The present invention is related to printing systems incorporating light emitting print bars as the imager, and more particularly, to a printing system using LED arrays in conjunction with novel gradient index lens arrays to increase or decrease resolution of an image in an image plane.
Image print bars used in xerographic recording systems are well known in the art. The print bar generally consists of a linear array of a plurality of discrete light emitting diodes (LEDs) or light reflecting (liquid crystal) elements. Light emitting diode (LED) arrays are preferred for many recording applications. In order to achieve high resolution (spi), a large number of light emitting diodes, or pixels, are arranged in an LED array and means are included for providing a relative movement between the array and the photoreceptor so as to produce a scanning movement of the array over the surface of the photoreceptor. Thus, the photoreceptor may be exposed to provide a desired image one line at a time as the LED array is advanced, relative to the photoreceptor, either continuously or in stepping motion. Each LED in the array is used to expose a corresponding pixel in the photoreceptor to a value determined by image-defining video data information applied to the print bar.
FIG. 1 shows a prior art printing system which includes an LED print bar 10, consisting of an LED array 12 and a gradient index lens array 14 (the array being sold under the name SELFOC.TM., a trademark of Nippon Sheet Glass Co. LTD.). Array 12 is selectively addressed by video image signals processed through a control circuit (not shown) to produce a modulated resolution output which is coupled through lens array 14 onto the surface of previously charged photoreceptor belt 16. Upstream of the exposure station is a charge device 18 which places a predetermined charge on the surface of belt 16. As the belt moves in the indicated process direction, array 12 is addressed to provide an exposure pattern in response to the video data input. The exposure pattern begins when the leading edge of the image area 20 reaches a transverse start of exposure line represented by a dashed arrow 22. The exposure pattern is formed of a plurality of closely spaced transverse scan lines 24 shown with exaggerated longitudinal spacing on image area 20. Downstream from the print bar 10 location are conventional development, transfer and fusing stations (not shown) which are well known in the art.

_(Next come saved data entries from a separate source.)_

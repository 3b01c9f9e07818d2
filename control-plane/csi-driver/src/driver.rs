//! Driver bootstrap: cluster configuration, connectors and the primary fileset.
use crate::{
    cluster_config::{ConfigError, PrimaryConfig, ScaleSettings},
    controller::{ControllerOptions, PrimaryInfo, ScaleController},
    csi::PluginCapability,
    node_mapping::NodeMapping,
    plugin_capabilities::plugin_capabilities,
    scale::{
        rest::{RestConnector, RestOptions},
        ConnectorError, ConnectorMap, CreateFilesetRequest, DirectoryOwner, InodeSpace,
        ScaleConnector,
    },
};
use snafu::{ResultExt, Snafu};
use std::{path::PathBuf, sync::Arc};
use tracing::{debug, info};
use utils::bytes::{convert_to_bytes, ParseSizeError};

/// Driver initialisation errors.
#[derive(Debug, Snafu)]
#[snafu(visibility(pub(crate)), context(suffix(false)))]
pub enum DriverError {
    #[snafu(display("Invalid cluster configuration: {}", source))]
    Configuration { source: ConfigError },
    #[snafu(display("Cluster {}: {}", cluster_id, source))]
    Cluster {
        cluster_id: String,
        source: ConnectorError,
    },
    #[snafu(display("No connector is configured for cluster {}", cluster_id))]
    MissingConnector { cluster_id: String },
    #[snafu(display(
        "The primary cluster reports id {} but is configured as {}",
        actual,
        configured
    ))]
    ClusterMismatch { configured: String, actual: String },
    #[snafu(display("Invalid primary inode limit '{}': {}", value, source))]
    PrimaryInodeLimit {
        value: String,
        source: ParseSizeError,
    },
    #[snafu(display(
        "Symlink directory {} is not inside the primary filesystem mounted at {}",
        path,
        mount_point
    ))]
    SymlinkDirOutsidePrimary { path: String, mount_point: String },
}

/// Where to find the cluster configuration and how to use it.
#[derive(Debug, Clone)]
pub struct DriverOptions {
    pub config_file: PathBuf,
    pub secrets_dir: PathBuf,
    pub cacert_dir: PathBuf,
    pub rest: RestOptions,
    /// Overrides the directory holding the volume symlinks.
    pub symlink_dir_path: Option<String>,
    pub node_mapping_prefix: String,
    pub controller: ControllerOptions,
}

/// The initialised driver.
#[derive(Debug)]
pub struct ScaleDriver {
    controller: Arc<ScaleController>,
    capabilities: Vec<PluginCapability>,
}

impl ScaleDriver {
    /// Load the configuration, connect to every cluster and prepare the primary fileset.
    pub async fn initialize(options: DriverOptions) -> Result<Self, DriverError> {
        let settings = ScaleSettings::load(&options.config_file).context(Configuration)?;
        let (primary_cluster, primary_config) = settings
            .primary()
            .ok_or(ConfigError::PrimaryCount { count: 0 })
            .context(Configuration)?;

        let mut connectors = ConnectorMap::new();
        for cluster in &settings.clusters {
            let connector = RestConnector::new(
                cluster.endpoints().context(Configuration)?,
                cluster
                    .credentials(&options.secrets_dir)
                    .context(Configuration)?,
                cluster.tls(&options.cacert_dir).context(Configuration)?,
                options.rest.clone(),
            )
            .context(Cluster {
                cluster_id: &cluster.id,
            })?;
            let connector: Arc<dyn ScaleConnector> = Arc::new(connector);
            match cluster.primary.is_some() {
                true => connectors.insert_primary(&cluster.id, connector),
                false => connectors.insert(&cluster.id, connector),
            }
            debug!(cluster.id = %cluster.id, "Connector created");
        }

        let node_mapping = NodeMapping::from_env(&options.node_mapping_prefix);
        Self::bootstrap(
            connectors,
            &primary_cluster.id,
            primary_config,
            options.symlink_dir_path.as_deref(),
            node_mapping,
            options.controller,
        )
        .await
    }

    /// Check the primary cluster and prepare the primary fileset and symlink directory.
    pub async fn bootstrap(
        connectors: ConnectorMap,
        primary_cluster_id: &str,
        primary_config: &PrimaryConfig,
        symlink_dir_path: Option<&str>,
        node_mapping: NodeMapping,
        options: ControllerOptions,
    ) -> Result<Self, DriverError> {
        let primary = connectors.primary().ok_or_else(|| DriverError::MissingConnector {
            cluster_id: primary_cluster_id.to_string(),
        })?;

        let actual = primary
            .get_cluster_id()
            .await
            .context(Cluster { cluster_id: primary_cluster_id })?;
        if actual != primary_cluster_id {
            return ClusterMismatch {
                configured: primary_cluster_id,
                actual,
            }
            .fail();
        }

        let primary_fs = &primary_config.primary_fs;
        let local = primary
            .get_filesystem_mount_details(primary_fs)
            .await
            .context(Cluster { cluster_id: primary_cluster_id })?;

        // a remotely mounted primary filesystem has its fileset on the owning cluster
        let owning_cluster_id = primary_config.remote_cluster().unwrap_or(primary_cluster_id);
        let owner = match primary_config.remote_cluster() {
            Some(id) => connectors.get(id).ok_or_else(|| DriverError::MissingConnector {
                cluster_id: id.to_string(),
            })?,
            None => primary.clone(),
        };
        let owning_fs = local.owning_fs_name();
        let owning = owner
            .get_filesystem_mount_details(owning_fs)
            .await
            .context(Cluster { cluster_id: owning_cluster_id })?;

        let fileset = primary_config.fileset();
        let inode_limit = match primary_config.inode_limit.trim() {
            "" => utils::DEFAULT_INODE_LIMIT,
            value => convert_to_bytes(value).context(PrimaryInodeLimit { value })?,
        };
        let junction = match owner.list_fileset(owning_fs, fileset).await {
            Ok(info) => info.path,
            Err(error) if error.is_not_found() => {
                let mut request = CreateFilesetRequest::new(fileset, InodeSpace::New);
                request.max_num_inodes = Some(inode_limit);
                request.comment =
                    Some("Fileset created by IBM Container Storage Interface driver".into());
                match owner.create_fileset(owning_fs, &request).await {
                    Err(error) if !error.is_already_exists() => {
                        return Err(error).context(Cluster { cluster_id: owning_cluster_id })
                    }
                    _ => info!(fileset, fs = owning_fs, "Primary fileset created"),
                }
                None
            }
            Err(error) => return Err(error).context(Cluster { cluster_id: owning_cluster_id }),
        };
        let junction = match junction {
            Some(junction) => junction,
            None => {
                let junction = format!("{}/{fileset}", owning.mount_point.trim_end_matches('/'));
                owner
                    .link_fileset(owning_fs, fileset, &junction)
                    .await
                    .context(Cluster { cluster_id: owning_cluster_id })?;
                info!(fileset, %junction, "Primary fileset linked");
                junction
            }
        };
        // the junction as seen through the local mount point
        let relative_junction = junction
            .strip_prefix(owning.mount_point.trim_end_matches('/'))
            .unwrap_or(&junction)
            .trim_matches('/');
        let mount_point = local.mount_point.trim_end_matches('/').to_string();

        let symlink_dir = match symlink_dir_path {
            Some(path) => {
                let path = path.trim_end_matches('/');
                if !path.starts_with(&format!("{mount_point}/")) {
                    return SymlinkDirOutsidePrimary {
                        path,
                        mount_point: &mount_point,
                    }
                    .fail();
                }
                path.to_string()
            }
            None => format!(
                "{mount_point}/{relative_junction}/{}",
                utils::SYMLINK_DIR_NAME
            ),
        };
        let primary_info = PrimaryInfo {
            cluster_id: primary_cluster_id.to_string(),
            fs: primary_fs.clone(),
            mount_point,
            fileset: fileset.to_string(),
            symlink_dir,
        };

        let symlink_dir_relative = primary_info.symlink_dir_relative().to_string();
        let exists = primary
            .path_exists(primary_fs, &symlink_dir_relative)
            .await
            .context(Cluster { cluster_id: primary_cluster_id })?;
        if !exists {
            match primary
                .make_directory(primary_fs, &symlink_dir_relative, &DirectoryOwner::default())
                .await
            {
                Err(error) if !error.is_already_exists() => {
                    return Err(error).context(Cluster { cluster_id: primary_cluster_id })
                }
                _ => info!(path = %primary_info.symlink_dir, "Symlink directory created"),
            }
        }
        info!(
            cluster.id = %primary_cluster_id,
            fs = %primary_fs,
            symlink_dir = %primary_info.symlink_dir,
            "Primary cluster ready"
        );

        let controller = ScaleController::new(connectors, primary_info, node_mapping, options);
        Ok(Self {
            controller: Arc::new(controller),
            capabilities: plugin_capabilities(),
        })
    }

    /// The controller core.
    pub fn controller(&self) -> Arc<ScaleController> {
        self.controller.clone()
    }

    /// The plugin capabilities advertised by the identity service.
    pub fn capabilities(&self) -> &[PluginCapability] {
        &self.capabilities
    }
}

LED print bars are available commercially in resolutions of 240 spi, 300 spi, 400 spi and 480 spi. Although 600 spi bars are presently available, they are relatively expensive. For some systems, multiple resolution print bars are required. For example, a given printer may receive input data signals in bit map form at several resolutions. IBM printers operate at 240 and 480 spi standards, Xerox Corporation at 300 and 600 spi standards. Heretofore, multiple resolution print bar requirements have been met by incorporating two or more print bars, each providing the required resolution.

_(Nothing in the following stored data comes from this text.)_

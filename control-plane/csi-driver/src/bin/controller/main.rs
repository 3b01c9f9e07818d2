use clap::{Arg, ArgMatches};
use scale_csi::driver::ScaleDriver;
use tracing::info;
use utils::tracing_telemetry::{FmtStyle, KeyValue, TracingTelemetry};

mod config;
mod controller;
mod identity;
mod server;

use config::CsiControllerConfig;

/// Initialize all components before starting the CSI controller.
async fn initialize_controller(args: &ArgMatches) -> anyhow::Result<ScaleDriver> {
    CsiControllerConfig::initialize(args)?;
    let options = CsiControllerConfig::get_config().driver_options();
    ScaleDriver::initialize(options)
        .await
        .map_err(|e| anyhow::anyhow!("Failed to initialize the driver, error = {}", e))
}

#[tokio::main(worker_threads = 4)]
async fn main() -> anyhow::Result<()> {
    let args = clap::Command::new(utils::package_description!())
        .version(utils::version_info_str!())
        .arg(
            Arg::new("socket")
                .long("csi-socket")
                .short('c')
                .env("CSI_ENDPOINT")
                .default_value(utils::DEFAULT_CSI_SOCKET)
                .help("CSI socket path"),
        )
        .arg(
            Arg::new("config-file")
                .long("config-file")
                .env("SCALE_CONFIG_FILE")
                .default_value(utils::DEFAULT_CONFIG_FILE)
                .help("the cluster configuration file"),
        )
        .arg(
            Arg::new("secrets-dir")
                .long("secrets-dir")
                .default_value(utils::DEFAULT_SECRETS_DIR)
                .help("directory holding the REST credentials of each cluster"),
        )
        .arg(
            Arg::new("cacert-dir")
                .long("cacert-dir")
                .default_value(utils::DEFAULT_CACERT_DIR)
                .help("directory holding the CA certificates of the REST endpoints"),
        )
        .arg(
            Arg::new("rest-timeout")
                .short('t')
                .long("rest-timeout")
                .env("REST_TIMEOUT")
                .default_value(utils::DEFAULT_REST_TIMEOUT),
        )
        .arg(
            Arg::new("job-timeout")
                .long("job-timeout")
                .env("JOB_TIMEOUT")
                .default_value(utils::DEFAULT_JOB_TIMEOUT)
                .help("how long to wait for an asynchronous REST job"),
        )
        .arg(
            Arg::new("skip-mount-unmount")
                .long("skip-mount-unmount")
                .env("SKIP_MOUNT_UNMOUNT")
                .action(clap::ArgAction::SetTrue)
                .help("never mount filesystems on the nodes when publishing"),
        )
        .arg(
            Arg::new("node-mapping-prefix")
                .long("node-mapping-prefix")
                .env("SCALE_NODE_MAPPING_PREFIX")
                .default_value(utils::DEFAULT_NODE_MAPPING_PREFIX)
                .help("prefix of the mapping entries of node names starting with a digit"),
        )
        .arg(
            Arg::new("cg-prefix")
                .long("cg-prefix")
                .env("CSI_CG_PREFIX")
                .help("prefix of the default consistency group names"),
        )
        .arg(
            Arg::new("volume-name-prefix")
                .long("volume-name-prefix")
                .env("VOLUME_NAME_PREFIX")
                .help("replaces the 'pvc' prefix of the storage object names"),
        )
        .arg(
            Arg::new("symlink-dir-path")
                .long("symlink-dir-path")
                .env("SYMLINK_DIR_PATH")
                .help("overrides the directory holding the volume symlinks"),
        )
        .arg(
            Arg::new("tracing-endpoint")
                .long("tracing-endpoint")
                .short('j')
                .env("TRACING_ENDPOINT")
                .help("enable open telemetry and forward to the OTLP collector"),
        )
        .arg(
            Arg::new("tracing-tags")
                .long("tracing-tags")
                .env("TRACING_TAGS")
                .value_delimiter(',')
                .action(clap::ArgAction::Append)
                .value_parser(utils::tracing_telemetry::parse_key_value)
                .help("add process service tags to the traces"),
        )
        .arg(
            Arg::new("fmt-style")
                .long("fmt-style")
                .default_value("pretty")
                .value_parser(clap::value_parser!(FmtStyle))
                .help("formatting style of the logs"),
        )
        .arg(
            Arg::new("ansi-colours")
                .long("ansi-colours")
                .default_value("true")
                .value_parser(clap::value_parser!(bool))
                .help("enable ansi colours in the logs"),
        )
        .get_matches();

    utils::print_package_info!();

    let mut tags = utils::tracing_telemetry::default_tracing_tags(
        utils::raw_version_str(),
        env!("CARGO_PKG_VERSION"),
    );
    if let Some(extra) = args.get_many::<KeyValue>("tracing-tags") {
        tags.extend(extra.cloned());
    }
    TracingTelemetry::builder()
        .with_style(*args.get_one::<FmtStyle>("fmt-style").unwrap_or(&FmtStyle::Pretty))
        .with_colours(*args.get_one::<bool>("ansi-colours").unwrap_or(&true))
        .with_tracing_endpoint(args.get_one::<String>("tracing-endpoint").cloned())
        .with_tracing_tags(tags)
        .init("csi-controller");

    let driver = initialize_controller(&args).await?;

    info!(
        cluster.id = %driver.controller().primary().cluster_id,
        "Starting Storage Scale CSI Controller"
    );

    let result = server::CsiServer::run(driver).await;
    utils::tracing_telemetry::flush_traces();
    result
}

It is therefore an object of the present invention to provide a printing system utilizing image print bars with the capability of achieving 600 spi resolution at low cost.
It is further object to provide a printing system which can increase the given resolution of a print bar.
It is a still further object of the invention to provide a printing system with a plurality of LED print bars, at least one of the LED print bars having a first and second resolution.
It is a further object to improve the connectivity of multiple printer-to-computer configurations.
These objects are realized by utilizing, in a preferred embodiment, a two row, square ended, reduction/enlargement gradient index lens array, the lens array coupling the print bar output to the image plane. The lens array is modified to maintain the radiometric speed needed to provide quality printing images, while also maintaining quality image formation at full field. More particularly, the present invention relates to an image print bar for forming images at a photosensitive surface moving in a process direction comprising:
at least one LED array including at least one row of LEDs positioned adjacent said photosensitive surface and aligned perpendicular to the process direction of said surface,
means for selectively energizing individual LEDs to provide a modulated radiation output at a first characteristic resolution,
a reduction/enlargement gradient index lens array mounted in an optically coupled relationship between said LED array and said photosensitive surface,
the improvement wherein the lens array has a radiometric speed of at least f/3, and
wherein the magnification value of said lens array is set to focus said modulated output onto said photosensitive surface at a second resolution which is different from said first resolution.